::: The input

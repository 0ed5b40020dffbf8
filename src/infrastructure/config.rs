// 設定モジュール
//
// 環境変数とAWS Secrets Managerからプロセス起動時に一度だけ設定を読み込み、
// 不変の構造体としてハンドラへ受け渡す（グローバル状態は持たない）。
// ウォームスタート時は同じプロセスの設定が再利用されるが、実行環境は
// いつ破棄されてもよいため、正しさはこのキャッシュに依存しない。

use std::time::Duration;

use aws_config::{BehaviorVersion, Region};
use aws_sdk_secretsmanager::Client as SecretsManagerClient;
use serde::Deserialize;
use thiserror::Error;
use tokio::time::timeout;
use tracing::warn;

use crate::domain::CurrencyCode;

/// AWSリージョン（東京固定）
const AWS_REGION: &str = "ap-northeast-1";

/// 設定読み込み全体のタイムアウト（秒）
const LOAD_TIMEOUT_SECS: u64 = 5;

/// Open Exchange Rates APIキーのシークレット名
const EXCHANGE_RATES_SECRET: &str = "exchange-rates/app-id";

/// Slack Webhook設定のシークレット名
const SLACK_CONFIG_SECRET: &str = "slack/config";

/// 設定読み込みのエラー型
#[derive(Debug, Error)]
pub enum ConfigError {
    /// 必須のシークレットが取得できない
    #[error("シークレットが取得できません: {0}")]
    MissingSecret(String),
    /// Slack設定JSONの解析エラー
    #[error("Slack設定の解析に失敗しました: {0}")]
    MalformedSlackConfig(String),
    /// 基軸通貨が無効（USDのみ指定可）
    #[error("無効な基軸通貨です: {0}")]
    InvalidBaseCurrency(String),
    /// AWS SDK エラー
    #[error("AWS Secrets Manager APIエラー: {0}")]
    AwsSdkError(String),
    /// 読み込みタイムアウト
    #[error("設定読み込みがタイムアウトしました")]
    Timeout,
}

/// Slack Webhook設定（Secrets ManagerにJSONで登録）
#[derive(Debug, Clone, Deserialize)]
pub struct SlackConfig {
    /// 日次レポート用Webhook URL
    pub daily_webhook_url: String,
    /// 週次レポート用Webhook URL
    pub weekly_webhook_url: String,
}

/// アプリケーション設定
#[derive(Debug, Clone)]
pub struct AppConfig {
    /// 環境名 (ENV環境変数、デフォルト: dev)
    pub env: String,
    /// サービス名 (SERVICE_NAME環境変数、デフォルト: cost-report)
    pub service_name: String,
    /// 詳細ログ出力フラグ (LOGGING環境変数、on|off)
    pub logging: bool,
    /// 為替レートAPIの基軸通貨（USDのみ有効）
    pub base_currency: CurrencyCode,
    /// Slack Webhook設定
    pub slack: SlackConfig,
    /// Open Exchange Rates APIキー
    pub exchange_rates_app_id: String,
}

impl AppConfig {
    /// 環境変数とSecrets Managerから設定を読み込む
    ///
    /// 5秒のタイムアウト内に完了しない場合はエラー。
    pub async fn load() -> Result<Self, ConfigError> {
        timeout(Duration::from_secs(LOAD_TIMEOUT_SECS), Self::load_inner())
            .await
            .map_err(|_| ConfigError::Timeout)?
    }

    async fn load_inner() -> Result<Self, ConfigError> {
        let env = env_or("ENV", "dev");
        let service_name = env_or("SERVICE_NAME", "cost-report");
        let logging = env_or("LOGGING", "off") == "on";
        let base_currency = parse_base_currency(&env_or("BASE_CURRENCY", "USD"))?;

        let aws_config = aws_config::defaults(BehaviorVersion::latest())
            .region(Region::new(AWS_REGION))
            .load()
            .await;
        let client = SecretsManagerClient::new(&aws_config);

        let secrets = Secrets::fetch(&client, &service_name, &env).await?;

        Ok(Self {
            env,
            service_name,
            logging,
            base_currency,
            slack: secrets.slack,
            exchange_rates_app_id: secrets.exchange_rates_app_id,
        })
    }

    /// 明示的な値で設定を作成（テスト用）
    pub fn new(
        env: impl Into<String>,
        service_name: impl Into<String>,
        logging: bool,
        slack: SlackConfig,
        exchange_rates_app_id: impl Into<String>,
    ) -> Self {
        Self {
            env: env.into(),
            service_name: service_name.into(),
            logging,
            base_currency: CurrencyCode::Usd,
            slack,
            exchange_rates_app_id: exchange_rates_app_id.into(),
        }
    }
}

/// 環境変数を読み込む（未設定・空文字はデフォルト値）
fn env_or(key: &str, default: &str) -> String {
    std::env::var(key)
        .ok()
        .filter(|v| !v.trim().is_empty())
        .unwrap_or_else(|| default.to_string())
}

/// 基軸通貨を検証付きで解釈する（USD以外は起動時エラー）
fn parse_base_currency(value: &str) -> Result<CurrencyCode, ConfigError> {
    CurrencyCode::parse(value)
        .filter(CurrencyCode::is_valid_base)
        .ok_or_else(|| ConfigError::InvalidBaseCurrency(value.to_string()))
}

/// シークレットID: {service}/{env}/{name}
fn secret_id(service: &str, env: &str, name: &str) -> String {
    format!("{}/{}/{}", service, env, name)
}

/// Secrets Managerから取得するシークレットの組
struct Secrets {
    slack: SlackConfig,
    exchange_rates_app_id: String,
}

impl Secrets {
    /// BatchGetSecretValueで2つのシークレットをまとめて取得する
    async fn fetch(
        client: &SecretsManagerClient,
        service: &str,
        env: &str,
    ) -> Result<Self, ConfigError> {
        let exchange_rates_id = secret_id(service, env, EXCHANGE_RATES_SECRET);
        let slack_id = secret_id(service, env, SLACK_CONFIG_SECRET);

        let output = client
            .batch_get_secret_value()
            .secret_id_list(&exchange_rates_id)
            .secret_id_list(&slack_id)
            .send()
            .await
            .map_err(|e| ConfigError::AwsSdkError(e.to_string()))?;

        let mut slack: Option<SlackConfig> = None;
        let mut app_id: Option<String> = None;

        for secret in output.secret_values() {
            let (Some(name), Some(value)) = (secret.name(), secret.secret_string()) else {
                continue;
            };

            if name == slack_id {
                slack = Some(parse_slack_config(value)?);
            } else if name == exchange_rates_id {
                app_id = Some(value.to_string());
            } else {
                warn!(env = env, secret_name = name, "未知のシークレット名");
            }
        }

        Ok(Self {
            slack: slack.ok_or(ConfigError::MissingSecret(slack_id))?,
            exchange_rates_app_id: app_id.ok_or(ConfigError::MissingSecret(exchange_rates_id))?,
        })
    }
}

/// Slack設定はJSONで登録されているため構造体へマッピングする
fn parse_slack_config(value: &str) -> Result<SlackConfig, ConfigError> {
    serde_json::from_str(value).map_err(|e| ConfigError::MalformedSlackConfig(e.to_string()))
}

::::::
::: The input

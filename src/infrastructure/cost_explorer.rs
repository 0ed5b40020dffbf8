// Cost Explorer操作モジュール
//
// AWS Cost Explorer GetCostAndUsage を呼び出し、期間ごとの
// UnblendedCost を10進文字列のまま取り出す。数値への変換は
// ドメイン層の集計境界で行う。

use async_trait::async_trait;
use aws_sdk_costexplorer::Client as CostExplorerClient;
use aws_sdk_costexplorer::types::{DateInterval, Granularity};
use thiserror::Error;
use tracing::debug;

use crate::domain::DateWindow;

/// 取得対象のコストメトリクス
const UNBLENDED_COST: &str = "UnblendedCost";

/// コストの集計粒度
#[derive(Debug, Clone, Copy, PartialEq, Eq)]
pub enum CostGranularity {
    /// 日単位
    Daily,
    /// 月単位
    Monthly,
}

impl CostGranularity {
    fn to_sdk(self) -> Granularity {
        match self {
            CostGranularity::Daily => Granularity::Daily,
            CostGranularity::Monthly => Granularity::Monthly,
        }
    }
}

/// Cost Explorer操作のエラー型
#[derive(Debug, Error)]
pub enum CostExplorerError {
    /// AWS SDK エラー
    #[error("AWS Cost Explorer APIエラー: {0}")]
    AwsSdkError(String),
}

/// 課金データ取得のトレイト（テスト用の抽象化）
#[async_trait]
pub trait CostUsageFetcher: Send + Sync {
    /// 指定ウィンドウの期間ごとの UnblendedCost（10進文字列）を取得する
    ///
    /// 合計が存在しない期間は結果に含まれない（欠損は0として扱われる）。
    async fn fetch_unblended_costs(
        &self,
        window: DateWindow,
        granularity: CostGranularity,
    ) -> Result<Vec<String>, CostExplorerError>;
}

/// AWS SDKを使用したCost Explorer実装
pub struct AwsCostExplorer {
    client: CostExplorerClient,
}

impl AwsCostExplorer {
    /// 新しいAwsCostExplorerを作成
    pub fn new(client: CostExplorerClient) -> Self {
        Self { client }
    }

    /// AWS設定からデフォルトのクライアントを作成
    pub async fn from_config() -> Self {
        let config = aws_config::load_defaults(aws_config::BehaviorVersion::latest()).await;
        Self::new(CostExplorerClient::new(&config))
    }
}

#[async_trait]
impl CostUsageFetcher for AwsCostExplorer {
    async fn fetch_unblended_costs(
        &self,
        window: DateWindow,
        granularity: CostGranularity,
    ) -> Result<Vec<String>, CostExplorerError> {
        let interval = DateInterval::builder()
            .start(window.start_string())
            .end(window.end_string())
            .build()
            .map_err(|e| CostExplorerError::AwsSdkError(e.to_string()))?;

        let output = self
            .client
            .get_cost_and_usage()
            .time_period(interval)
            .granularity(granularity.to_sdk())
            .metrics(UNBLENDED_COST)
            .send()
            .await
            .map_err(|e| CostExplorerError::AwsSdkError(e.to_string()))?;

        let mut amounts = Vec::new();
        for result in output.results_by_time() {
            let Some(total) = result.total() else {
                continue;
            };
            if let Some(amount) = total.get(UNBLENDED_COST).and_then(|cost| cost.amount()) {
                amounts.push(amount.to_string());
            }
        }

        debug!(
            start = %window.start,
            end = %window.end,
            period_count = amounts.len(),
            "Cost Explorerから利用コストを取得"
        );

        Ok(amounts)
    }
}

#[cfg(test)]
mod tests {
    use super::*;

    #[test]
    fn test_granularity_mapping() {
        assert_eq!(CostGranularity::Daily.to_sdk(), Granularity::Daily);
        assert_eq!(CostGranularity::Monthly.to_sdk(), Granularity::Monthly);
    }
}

::::::

● **Brief**: Wherever the line holding "pub struct AwsCostExplorer" falls in the entries above, copy exactly from it through the line holding "for result in", inclusive, and add nothing.

● **Response area**:
pub struct AwsCostExplorer {
    client: CostExplorerClient,
}

impl AwsCostExplorer {
    /// 新しいAwsCostExplorerを作成
    pub fn new(client: CostExplorerClient) -> Self {
        Self { client }
    }

    /// AWS設定からデフォルトのクライアントを作成
    pub async fn from_config() -> Self {
        let config = aws_config::load_defaults(aws_config::BehaviorVersion::latest()).await;
        Self::new(CostExplorerClient::new(&config))
    }
}

#[async_trait]
impl CostUsageFetcher for AwsCostExplorer {
    async fn fetch_unblended_costs(
        &self,
        window: DateWindow,
        granularity: CostGranularity,
    ) -> Result<Vec<String>, CostExplorerError> {
        let interval = DateInterval::builder()
            .start(window.start_string())
            .end(window.end_string())
            .build()
            .map_err(|e| CostExplorerError::AwsSdkError(e.to_string()))?;

        let output = self
            .client
            .get_cost_and_usage()
            .time_period(interval)
            .granularity(granularity.to_sdk())
            .metrics(UNBLENDED_COST)
            .send()
            .await
            .map_err(|e| CostExplorerError::AwsSdkError(e.to_string()))?;

        let mut amounts = Vec::new();
        for result in output.results_by_time() {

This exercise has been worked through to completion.